For five minutes everything was in confusion; horse bells and hobbles
jingling and clanging, harness rattling, as horses shook themselves
free, and pack-bags, swags, and saddles came to the ground with
loud, creaking flops. Every one was lending a hand, and the Fizzer,
moving in and out among the horses, shouted a medley of news
and instructions and welcome.
"News? Stacks of it" he shouted. The Fizzer always shouted.
"The gay time we had at the Katherine! Here, steady with that
pack-bag. It's breakables! How's the raisin market? Eh, lads!"
with many chuckles. "Sore back here, fetch along the balsam.
What ho, Cheon!" as Cheon appeared and greeted him as an old friend.

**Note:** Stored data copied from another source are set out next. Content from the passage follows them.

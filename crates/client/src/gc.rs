//! Remote garbage collection of actors on last release.
//!
//! # Failure classes
//!
//! [`GarbageCollector::collect`] runs inside `Drop` and never unwinds out of it:
//!
//! * Timeout: logged at error level; the local actor is still released and the
//!   remote one is left in the simulation. Not retried.
//! * Any other [`RpcError`]: logged as critical, then the process aborts.
//! * A panic raised by the remote call: logged as critical, then the process
//!   aborts.
//!
//! At most one destroy is attempted per actor. Retrying against an actor that
//! may already be gone is not safe without protocol support.

use std::any::Any;
use std::panic::{self, AssertUnwindSafe};

use serde::{Deserialize, Serialize};

use crate::actor::Actor;
use crate::error::RpcError;

/// Whether releasing the last handle also destroys the remote actor.
#[derive(Debug, Clone, Copy, PartialEq, Eq, Default, Serialize, Deserialize)]
#[serde(rename_all = "lowercase")]
pub enum GarbageCollectionPolicy {
	/// Destroy the remote actor when the last handle drops.
	#[default]
	Enabled,
	/// Only release local memory; someone else owns the remote actor.
	Disabled,
}

/// Outcome of one teardown attempt.
#[derive(Debug, Clone, PartialEq, Eq)]
pub(crate) enum Teardown {
	/// Nothing to do, or the remote call returned.
	Done,
	TimedOut(RpcError),
	Failed(RpcError),
	Panicked(String),
}

/// Teardown run when the last owner of a collected actor releases it.
#[derive(Debug, Clone, Copy, Default)]
pub struct GarbageCollector;

impl GarbageCollector {
	/// Destroys `actor` in the simulator if it is still alive.
	///
	/// `None` is accepted and ignored. Blocks for the remote round trip.
	pub fn collect(actor: Option<&Actor>) {
		let Some(actor) = actor else {
			return;
		};

		match Self::teardown(actor) {
			Teardown::Done => {}
			Teardown::TimedOut(error) => {
				tracing::error!(
					actor = %actor.display_id(),
					%error,
					"timeout while trying to garbage collect actor, actor hasn't been removed from the simulation"
				);
			}
			Teardown::Failed(error) => terminate(&actor.display_id(), &format!("error while trying to garbage collect actor: {error}")),
			Teardown::Panicked(message) => terminate(
				&actor.display_id(),
				&format!("unknown failure while trying to garbage collect actor: {message}"),
			),
		}
	}

	/// Issues the destroy call for a live actor and classifies the result.
	pub(crate) fn teardown(actor: &Actor) -> Teardown {
		if !actor.is_alive() {
			return Teardown::Done;
		}

		match panic::catch_unwind(AssertUnwindSafe(|| actor.destroy())) {
			Ok(Ok(_)) => Teardown::Done,
			Ok(Err(error)) if error.is_timeout() => Teardown::TimedOut(error),
			Ok(Err(error)) => Teardown::Failed(error),
			Err(payload) => Teardown::Panicked(panic_message(payload.as_ref())),
		}
	}
}

fn panic_message(payload: &(dyn Any + Send)) -> String {
	if let Some(message) = payload.downcast_ref::<&'static str>() {
		(*message).to_string()
	} else if let Some(message) = payload.downcast_ref::<String>() {
		message.clone()
	} else {
		"<unknown panic>".to_string()
	}
}

fn terminate(display_id: &str, message: &str) -> ! {
	tracing::error!(actor = %display_id, severity = "critical", "{message}");
	std::process::abort()
}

"Heard you were here. You're the boy for my money. You BALLY ass!
Keep 'em back from the water there." This last was for the black boy.
It took discrimination to fit the Fizzer's remarks on to the right
person. Then, as a pack-bag dropped at the Maluka's feet, he added:
"That's the station lot, boss. Full bags, missus! Two on 'em.
You'll be doing the disappearing trick in half a mo'."
In "half a mo'" the seals were broken, and the mail-matter shaken
out on the ground. A cascade of papers, magazines, and books,
with a fat, firm little packet of letters among them: forty
letters in all--thirty of them falling to my lot--thirty fat,
bursting envelopes, and in another "half mo'" we had all
slipped away in different directions--each with our precious
mail matter--doing the "disappearing trick" even to the Fizzer's
satisfaction.
The Fizzer smiled amiably after the retreating figures, and then
went to be entertained by Cheon. He expected nothing else. He
provided feasts all along his route, and was prepared to stand
aside while the bush-folk feasted. Perhaps in the silence that
fell over the bush homes, after his mail-bags were opened,
his own heart slipped away to dear ones, who were waiting somewhere
for news of our Fizzer.
Eight mails ONLY in a year is not all disadvantage. Townsfolk
who have eight hundred tiny doses of mail-matter doled out to
them, like men on sick diet can form little idea of the pleasure
of that feast of "full bags and two on 'em," for like thirsty camels
we drank it all in--every drop of it--in long, deep, satisfying
draughts. It may have been a disadvantage, perhaps, to have been
so thirsty; but then only the thirsty soul knows the sweetness of
slaking that thirst.
After a full hour's silence the last written sheet was laid down,
and I found the Maluka watching and smiling.
"Enjoyed your trip south, little 'un?" he said, and I came back
to the bush with a start, to find the supper dead cold. But then
supper came every night and the Fizzer once in forty-two.
At the first sound of voices, Cheon bustled in. "New-fellow tea,
I think," he said, and bustled out again with the teapot (Cheon had
had many years' experience of bush mail-days), and in a few
minutes the unpalatable supper was taken away, and cold roast
beef and tomatoes stood in its place.
After supper, as we went for our evening stroll, we stayed for
a little while where the men were lounging, and after a general
interchange of news the Fizzer's turn came.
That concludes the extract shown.